> _Data for processing_:
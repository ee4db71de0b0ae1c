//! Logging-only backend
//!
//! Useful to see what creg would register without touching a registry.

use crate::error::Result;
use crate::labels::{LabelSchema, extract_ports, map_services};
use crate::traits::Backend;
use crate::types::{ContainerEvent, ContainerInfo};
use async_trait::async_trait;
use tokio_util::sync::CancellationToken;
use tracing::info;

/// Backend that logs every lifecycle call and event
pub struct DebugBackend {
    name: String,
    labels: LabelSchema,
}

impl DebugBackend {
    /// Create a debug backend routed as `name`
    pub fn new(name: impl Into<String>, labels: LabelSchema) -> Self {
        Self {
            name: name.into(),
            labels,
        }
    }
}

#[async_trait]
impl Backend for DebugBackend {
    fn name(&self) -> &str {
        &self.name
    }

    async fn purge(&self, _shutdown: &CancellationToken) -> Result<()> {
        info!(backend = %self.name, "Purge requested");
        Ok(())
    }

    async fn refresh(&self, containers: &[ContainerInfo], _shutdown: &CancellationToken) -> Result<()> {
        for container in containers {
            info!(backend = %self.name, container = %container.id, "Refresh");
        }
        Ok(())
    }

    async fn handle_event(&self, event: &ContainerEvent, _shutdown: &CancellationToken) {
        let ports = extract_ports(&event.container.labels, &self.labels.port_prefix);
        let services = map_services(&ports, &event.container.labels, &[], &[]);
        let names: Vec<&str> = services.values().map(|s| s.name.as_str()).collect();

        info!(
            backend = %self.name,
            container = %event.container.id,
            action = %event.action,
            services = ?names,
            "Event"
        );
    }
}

...

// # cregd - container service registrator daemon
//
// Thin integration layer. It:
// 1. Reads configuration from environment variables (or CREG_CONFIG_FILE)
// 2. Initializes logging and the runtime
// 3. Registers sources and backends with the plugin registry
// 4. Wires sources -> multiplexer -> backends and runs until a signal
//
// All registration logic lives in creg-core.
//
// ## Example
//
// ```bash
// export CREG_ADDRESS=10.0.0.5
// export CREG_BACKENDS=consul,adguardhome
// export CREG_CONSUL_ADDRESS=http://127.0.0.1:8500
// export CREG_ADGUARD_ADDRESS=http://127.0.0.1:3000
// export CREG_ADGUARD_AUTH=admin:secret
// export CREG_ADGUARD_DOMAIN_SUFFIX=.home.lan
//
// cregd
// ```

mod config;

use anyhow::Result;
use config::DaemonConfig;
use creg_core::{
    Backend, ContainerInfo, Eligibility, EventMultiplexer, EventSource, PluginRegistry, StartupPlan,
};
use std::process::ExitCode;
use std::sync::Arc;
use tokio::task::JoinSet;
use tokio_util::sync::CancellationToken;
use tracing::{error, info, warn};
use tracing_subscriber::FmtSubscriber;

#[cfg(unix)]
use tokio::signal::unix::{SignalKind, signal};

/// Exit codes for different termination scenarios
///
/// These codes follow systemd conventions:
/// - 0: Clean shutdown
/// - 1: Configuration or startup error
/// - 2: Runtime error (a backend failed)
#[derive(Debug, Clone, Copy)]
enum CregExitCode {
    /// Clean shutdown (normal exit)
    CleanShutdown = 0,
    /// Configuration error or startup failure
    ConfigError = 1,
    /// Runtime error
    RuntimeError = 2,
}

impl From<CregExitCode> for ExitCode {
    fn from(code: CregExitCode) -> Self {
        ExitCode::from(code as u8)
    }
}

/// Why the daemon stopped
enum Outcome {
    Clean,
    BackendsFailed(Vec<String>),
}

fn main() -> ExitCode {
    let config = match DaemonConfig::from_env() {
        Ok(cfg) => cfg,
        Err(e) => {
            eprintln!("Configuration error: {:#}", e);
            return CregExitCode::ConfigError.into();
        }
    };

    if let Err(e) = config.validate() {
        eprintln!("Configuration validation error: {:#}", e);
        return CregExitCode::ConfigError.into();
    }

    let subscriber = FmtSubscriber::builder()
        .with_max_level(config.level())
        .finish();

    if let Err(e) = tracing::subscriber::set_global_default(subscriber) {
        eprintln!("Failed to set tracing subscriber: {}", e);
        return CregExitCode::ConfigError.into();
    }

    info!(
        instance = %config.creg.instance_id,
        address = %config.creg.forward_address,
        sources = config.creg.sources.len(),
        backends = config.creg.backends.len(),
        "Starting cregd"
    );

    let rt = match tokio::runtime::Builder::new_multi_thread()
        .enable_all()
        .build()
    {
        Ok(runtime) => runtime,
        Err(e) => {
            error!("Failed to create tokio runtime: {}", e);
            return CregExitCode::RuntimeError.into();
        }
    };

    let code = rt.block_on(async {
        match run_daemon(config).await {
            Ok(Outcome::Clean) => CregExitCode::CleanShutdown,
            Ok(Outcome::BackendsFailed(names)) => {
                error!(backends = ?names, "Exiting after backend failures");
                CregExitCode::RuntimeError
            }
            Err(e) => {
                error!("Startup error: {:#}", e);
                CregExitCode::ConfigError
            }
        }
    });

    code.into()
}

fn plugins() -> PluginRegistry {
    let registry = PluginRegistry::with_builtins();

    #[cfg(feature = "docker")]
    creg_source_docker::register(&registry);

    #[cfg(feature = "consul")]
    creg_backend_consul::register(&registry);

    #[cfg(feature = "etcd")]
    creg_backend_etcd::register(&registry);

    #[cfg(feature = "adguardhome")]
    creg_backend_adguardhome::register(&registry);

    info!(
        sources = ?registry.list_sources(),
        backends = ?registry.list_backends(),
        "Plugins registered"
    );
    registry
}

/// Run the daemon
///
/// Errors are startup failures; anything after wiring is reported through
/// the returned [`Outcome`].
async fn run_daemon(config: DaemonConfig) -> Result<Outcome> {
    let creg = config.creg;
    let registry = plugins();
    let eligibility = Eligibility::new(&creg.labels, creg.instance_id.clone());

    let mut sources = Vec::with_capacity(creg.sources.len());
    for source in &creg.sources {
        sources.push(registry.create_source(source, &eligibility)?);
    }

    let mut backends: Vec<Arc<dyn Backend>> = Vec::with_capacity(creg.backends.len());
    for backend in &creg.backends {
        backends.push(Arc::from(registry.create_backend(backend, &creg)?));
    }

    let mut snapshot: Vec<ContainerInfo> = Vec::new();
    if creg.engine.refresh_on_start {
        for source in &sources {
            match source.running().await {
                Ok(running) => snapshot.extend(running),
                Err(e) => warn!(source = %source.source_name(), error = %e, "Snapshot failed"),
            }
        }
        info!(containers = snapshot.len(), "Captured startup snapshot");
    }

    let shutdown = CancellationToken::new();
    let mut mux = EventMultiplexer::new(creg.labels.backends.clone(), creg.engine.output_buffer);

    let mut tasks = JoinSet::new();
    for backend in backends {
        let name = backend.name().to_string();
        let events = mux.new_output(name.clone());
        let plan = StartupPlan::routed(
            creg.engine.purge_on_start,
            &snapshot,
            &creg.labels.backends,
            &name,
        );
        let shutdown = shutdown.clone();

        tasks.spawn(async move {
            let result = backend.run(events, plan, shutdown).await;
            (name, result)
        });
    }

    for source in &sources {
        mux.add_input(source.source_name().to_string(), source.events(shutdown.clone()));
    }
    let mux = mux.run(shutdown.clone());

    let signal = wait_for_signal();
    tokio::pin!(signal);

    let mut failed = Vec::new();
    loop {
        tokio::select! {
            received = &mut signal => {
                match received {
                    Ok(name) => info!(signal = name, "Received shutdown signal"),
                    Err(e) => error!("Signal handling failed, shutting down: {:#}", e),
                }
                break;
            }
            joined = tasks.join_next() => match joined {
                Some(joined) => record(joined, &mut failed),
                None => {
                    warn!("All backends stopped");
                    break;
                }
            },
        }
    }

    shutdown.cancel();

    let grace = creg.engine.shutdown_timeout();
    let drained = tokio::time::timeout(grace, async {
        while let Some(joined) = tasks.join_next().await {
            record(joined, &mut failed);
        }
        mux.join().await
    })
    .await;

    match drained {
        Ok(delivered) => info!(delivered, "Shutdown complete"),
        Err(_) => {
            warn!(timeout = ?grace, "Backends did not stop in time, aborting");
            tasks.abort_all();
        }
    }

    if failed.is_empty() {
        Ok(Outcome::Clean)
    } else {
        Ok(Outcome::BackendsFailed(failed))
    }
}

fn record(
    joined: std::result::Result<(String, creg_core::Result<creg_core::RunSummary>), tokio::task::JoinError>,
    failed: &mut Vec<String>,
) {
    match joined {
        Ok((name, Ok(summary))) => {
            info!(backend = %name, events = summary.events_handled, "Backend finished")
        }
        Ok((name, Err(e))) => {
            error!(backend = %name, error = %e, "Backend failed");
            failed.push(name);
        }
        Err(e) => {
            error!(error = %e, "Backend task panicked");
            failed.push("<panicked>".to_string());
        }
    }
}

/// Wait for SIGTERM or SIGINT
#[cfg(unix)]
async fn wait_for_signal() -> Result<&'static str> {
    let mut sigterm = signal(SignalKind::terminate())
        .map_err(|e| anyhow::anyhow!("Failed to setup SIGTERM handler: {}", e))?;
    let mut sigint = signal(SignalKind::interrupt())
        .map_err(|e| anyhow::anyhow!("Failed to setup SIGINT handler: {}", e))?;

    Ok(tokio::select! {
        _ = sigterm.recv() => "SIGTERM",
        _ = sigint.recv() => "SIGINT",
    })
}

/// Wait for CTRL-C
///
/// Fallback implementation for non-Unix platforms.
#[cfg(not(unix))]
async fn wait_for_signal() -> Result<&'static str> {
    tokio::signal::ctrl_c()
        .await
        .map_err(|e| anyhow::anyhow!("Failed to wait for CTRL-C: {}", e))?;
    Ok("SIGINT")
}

---

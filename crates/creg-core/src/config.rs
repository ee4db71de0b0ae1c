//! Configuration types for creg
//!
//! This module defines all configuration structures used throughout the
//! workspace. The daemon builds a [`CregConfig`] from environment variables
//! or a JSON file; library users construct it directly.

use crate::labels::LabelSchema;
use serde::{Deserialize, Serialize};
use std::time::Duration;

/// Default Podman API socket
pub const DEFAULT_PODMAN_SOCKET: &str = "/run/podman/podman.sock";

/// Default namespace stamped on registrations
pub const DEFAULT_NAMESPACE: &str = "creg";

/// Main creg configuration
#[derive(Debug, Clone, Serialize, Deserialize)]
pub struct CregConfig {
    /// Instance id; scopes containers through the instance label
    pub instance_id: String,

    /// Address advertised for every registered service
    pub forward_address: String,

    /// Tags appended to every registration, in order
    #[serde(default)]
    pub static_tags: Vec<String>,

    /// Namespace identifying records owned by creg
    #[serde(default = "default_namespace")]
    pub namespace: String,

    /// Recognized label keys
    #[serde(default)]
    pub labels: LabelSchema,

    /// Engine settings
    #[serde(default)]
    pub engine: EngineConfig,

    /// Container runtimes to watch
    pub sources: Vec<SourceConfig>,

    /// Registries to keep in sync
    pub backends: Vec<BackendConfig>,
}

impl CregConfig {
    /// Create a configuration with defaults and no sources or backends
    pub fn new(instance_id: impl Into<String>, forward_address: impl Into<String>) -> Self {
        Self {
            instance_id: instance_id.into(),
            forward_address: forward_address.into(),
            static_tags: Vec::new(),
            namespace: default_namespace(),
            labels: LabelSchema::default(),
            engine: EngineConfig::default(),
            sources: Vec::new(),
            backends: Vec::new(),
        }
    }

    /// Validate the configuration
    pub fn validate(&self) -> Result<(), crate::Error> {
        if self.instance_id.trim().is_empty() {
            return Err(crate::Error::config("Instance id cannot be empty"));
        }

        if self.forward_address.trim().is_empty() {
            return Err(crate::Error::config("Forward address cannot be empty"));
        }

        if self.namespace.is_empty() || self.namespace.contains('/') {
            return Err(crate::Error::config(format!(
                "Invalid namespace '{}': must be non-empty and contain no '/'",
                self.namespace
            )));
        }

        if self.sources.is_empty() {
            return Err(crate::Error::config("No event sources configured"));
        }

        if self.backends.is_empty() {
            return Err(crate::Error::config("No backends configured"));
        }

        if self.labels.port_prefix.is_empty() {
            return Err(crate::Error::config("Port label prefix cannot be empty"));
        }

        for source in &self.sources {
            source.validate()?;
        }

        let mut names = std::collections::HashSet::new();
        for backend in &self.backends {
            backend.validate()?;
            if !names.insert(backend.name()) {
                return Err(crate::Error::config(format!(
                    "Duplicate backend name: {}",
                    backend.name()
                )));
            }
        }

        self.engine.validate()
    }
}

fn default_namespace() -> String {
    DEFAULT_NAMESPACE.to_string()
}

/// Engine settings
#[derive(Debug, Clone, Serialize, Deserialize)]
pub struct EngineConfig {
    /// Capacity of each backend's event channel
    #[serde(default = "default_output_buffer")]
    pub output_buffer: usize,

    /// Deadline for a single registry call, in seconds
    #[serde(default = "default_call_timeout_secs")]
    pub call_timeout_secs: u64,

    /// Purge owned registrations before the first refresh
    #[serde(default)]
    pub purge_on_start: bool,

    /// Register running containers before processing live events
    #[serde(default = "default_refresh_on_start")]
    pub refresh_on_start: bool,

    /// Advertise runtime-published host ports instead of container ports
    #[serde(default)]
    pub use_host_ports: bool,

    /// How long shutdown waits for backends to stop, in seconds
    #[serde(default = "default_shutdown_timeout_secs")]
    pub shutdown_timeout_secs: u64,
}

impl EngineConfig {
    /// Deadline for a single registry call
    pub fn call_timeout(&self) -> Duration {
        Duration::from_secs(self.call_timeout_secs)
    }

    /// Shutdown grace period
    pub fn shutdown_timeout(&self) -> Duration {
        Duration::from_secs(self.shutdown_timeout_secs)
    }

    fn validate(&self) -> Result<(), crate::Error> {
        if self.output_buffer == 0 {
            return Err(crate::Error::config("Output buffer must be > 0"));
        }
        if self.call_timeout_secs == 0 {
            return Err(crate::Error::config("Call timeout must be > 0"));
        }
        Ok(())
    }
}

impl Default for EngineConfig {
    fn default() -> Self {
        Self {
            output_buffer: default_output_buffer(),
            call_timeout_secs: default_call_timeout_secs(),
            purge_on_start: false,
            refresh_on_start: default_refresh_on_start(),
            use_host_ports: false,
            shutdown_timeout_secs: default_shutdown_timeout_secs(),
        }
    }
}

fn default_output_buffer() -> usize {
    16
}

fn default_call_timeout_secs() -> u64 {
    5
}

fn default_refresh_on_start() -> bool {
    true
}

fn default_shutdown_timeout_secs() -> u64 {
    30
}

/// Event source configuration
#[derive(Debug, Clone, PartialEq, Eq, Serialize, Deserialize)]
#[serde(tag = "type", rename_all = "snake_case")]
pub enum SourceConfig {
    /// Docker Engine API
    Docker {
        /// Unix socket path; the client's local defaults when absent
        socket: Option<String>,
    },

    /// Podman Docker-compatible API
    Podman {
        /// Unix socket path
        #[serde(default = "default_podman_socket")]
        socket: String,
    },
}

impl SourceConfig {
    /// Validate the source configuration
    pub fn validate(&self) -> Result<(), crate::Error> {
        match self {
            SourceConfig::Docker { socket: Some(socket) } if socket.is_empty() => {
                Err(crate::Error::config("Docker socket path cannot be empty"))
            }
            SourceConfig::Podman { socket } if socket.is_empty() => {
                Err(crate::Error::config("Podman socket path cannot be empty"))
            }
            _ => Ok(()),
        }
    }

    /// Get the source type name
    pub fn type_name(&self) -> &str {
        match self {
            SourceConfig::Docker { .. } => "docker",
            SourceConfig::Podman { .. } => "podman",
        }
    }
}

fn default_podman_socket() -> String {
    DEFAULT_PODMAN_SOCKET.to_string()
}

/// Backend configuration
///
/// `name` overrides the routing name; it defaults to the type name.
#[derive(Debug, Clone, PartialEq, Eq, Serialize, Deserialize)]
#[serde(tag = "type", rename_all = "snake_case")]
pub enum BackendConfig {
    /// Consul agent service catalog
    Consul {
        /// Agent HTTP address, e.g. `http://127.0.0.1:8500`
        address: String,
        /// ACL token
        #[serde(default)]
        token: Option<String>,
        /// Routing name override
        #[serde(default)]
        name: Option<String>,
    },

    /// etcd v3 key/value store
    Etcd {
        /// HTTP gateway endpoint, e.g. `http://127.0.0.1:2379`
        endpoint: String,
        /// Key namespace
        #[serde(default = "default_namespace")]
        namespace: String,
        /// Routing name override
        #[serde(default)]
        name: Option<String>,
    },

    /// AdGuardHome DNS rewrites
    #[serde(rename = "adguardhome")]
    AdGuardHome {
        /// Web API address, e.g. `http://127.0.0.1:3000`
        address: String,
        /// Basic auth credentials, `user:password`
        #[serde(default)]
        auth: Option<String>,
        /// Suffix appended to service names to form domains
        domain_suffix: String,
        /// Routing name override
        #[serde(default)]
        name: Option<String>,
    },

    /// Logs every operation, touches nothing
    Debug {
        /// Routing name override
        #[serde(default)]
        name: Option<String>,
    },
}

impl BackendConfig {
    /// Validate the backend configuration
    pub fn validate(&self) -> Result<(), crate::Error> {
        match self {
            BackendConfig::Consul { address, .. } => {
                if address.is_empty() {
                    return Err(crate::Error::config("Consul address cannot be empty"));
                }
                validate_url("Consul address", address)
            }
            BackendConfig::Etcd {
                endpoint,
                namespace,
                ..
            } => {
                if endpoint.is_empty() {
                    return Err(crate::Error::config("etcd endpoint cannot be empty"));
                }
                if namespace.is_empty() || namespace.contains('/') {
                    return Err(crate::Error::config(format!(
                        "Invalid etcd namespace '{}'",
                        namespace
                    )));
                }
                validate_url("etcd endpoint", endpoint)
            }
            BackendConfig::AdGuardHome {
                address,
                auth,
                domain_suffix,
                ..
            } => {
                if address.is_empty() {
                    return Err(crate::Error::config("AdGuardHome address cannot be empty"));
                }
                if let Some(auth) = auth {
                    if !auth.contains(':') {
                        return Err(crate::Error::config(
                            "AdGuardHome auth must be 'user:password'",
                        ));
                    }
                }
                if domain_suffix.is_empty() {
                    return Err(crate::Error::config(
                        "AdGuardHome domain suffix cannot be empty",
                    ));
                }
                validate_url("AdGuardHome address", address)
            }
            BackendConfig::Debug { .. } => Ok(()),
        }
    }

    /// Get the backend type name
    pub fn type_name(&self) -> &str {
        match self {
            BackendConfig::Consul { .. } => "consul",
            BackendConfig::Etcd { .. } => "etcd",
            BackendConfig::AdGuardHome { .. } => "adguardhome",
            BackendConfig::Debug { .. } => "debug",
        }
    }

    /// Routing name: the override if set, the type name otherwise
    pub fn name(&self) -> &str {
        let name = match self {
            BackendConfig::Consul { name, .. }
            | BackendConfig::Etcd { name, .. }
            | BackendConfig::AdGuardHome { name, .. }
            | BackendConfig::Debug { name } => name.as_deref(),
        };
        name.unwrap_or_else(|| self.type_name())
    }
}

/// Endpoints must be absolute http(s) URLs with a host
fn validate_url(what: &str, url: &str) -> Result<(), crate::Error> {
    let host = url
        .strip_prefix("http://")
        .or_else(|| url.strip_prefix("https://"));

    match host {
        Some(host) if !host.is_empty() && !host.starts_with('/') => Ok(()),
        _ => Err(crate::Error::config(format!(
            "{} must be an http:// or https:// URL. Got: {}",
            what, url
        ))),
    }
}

> _What the exercise asks_:
For every line in the material above, note whether the word "Some" appears, then state the number of lines where it does and nothing else.

> _Solution to the exercise_:
5